▶ **Extracted data**
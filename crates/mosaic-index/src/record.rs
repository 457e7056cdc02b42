//! Index records and attribute values.

use chrono::{DateTime, Utc};
use mosaic_common::BoundingBox;
use serde::{Deserialize, Serialize};
use std::cmp::Ordering;
use std::collections::HashMap;
use std::fmt;

/// Identity of a record inside an index.
#[derive(Debug, Clone, PartialEq, Eq, Hash, PartialOrd, Ord, Serialize, Deserialize)]
pub struct RecordId(pub String);

impl From<&str> for RecordId {
    fn from(s: &str) -> Self {
        RecordId(s.to_string())
    }
}

impl From<String> for RecordId {
    fn from(s: String) -> Self {
        RecordId(s)
    }
}

impl fmt::Display for RecordId {
    fn fmt(&self, f: &mut fmt::Formatter<'_>) -> fmt::Result {
        f.write_str(&self.0)
    }
}

/// Value of a record attribute.
///
/// Values of different kinds never compare; equality filters and sorting
/// only look at values of the same kind.
#[derive(Debug, Clone, PartialEq, Serialize, Deserialize)]
pub enum AttributeValue {
    Time(DateTime<Utc>),
    Number(f64),
    Text(String),
}

impl AttributeValue {
    pub fn as_time(&self) -> Option<DateTime<Utc>> {
        match self {
            AttributeValue::Time(t) => Some(*t),
            _ => None,
        }
    }

    pub fn as_number(&self) -> Option<f64> {
        match self {
            AttributeValue::Number(n) => Some(*n),
            _ => None,
        }
    }

    pub fn as_text(&self) -> Option<&str> {
        match self {
            AttributeValue::Text(s) => Some(s),
            _ => None,
        }
    }
}

impl PartialOrd for AttributeValue {
    fn partial_cmp(&self, other: &Self) -> Option<Ordering> {
        match (self, other) {
            (AttributeValue::Time(a), AttributeValue::Time(b)) => Some(a.cmp(b)),
            (AttributeValue::Number(a), AttributeValue::Number(b)) => a.partial_cmp(b),
            (AttributeValue::Text(a), AttributeValue::Text(b)) => Some(a.cmp(b)),
            _ => None,
        }
    }
}

impl From<DateTime<Utc>> for AttributeValue {
    fn from(t: DateTime<Utc>) -> Self {
        AttributeValue::Time(t)
    }
}

impl From<f64> for AttributeValue {
    fn from(n: f64) -> Self {
        AttributeValue::Number(n)
    }
}

impl From<&str> for AttributeValue {
    fn from(s: &str) -> Self {
        AttributeValue::Text(s.to_string())
    }
}

impl From<String> for AttributeValue {
    fn from(s: String) -> Self {
        AttributeValue::Text(s)
    }
}

impl fmt::Display for AttributeValue {
    fn fmt(&self, f: &mut fmt::Formatter<'_>) -> fmt::Result {
        match self {
            AttributeValue::Time(t) => write!(f, "{}", t.to_rfc3339()),
            AttributeValue::Number(n) => write!(f, "{}", n),
            AttributeValue::Text(s) => f.write_str(s),
        }
    }
}

/// One granule as stored in the index.
#[derive(Debug, Clone, PartialEq, Serialize, Deserialize)]
pub struct IndexRecord {
    pub id: RecordId,
    pub footprint: BoundingBox,
    pub attributes: HashMap<String, AttributeValue>,
}

impl IndexRecord {
    pub fn new(id: impl Into<RecordId>, footprint: BoundingBox) -> Self {
        Self {
            id: id.into(),
            footprint,
            attributes: HashMap::new(),
        }
    }

    /// Builder-style attribute setter.
    pub fn with_attribute(mut self, name: &str, value: impl Into<AttributeValue>) -> Self {
        self.attributes.insert(name.to_string(), value.into());
        self
    }

    pub fn attribute(&self, name: &str) -> Option<&AttributeValue> {
        self.attributes.get(name)
    }

    /// Attribute as text, if present and textual.
    pub fn text(&self, name: &str) -> Option<&str> {
        self.attribute(name).and_then(AttributeValue::as_text)
    }
}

▶ **Task description**
Return every line above in which the string "PartialOrd" occurs.

▶ **Exercise response**
#[derive(Debug, Clone, PartialEq, Eq, Hash, PartialOrd, Ord, Serialize, Deserialize)]
impl PartialOrd for AttributeValue {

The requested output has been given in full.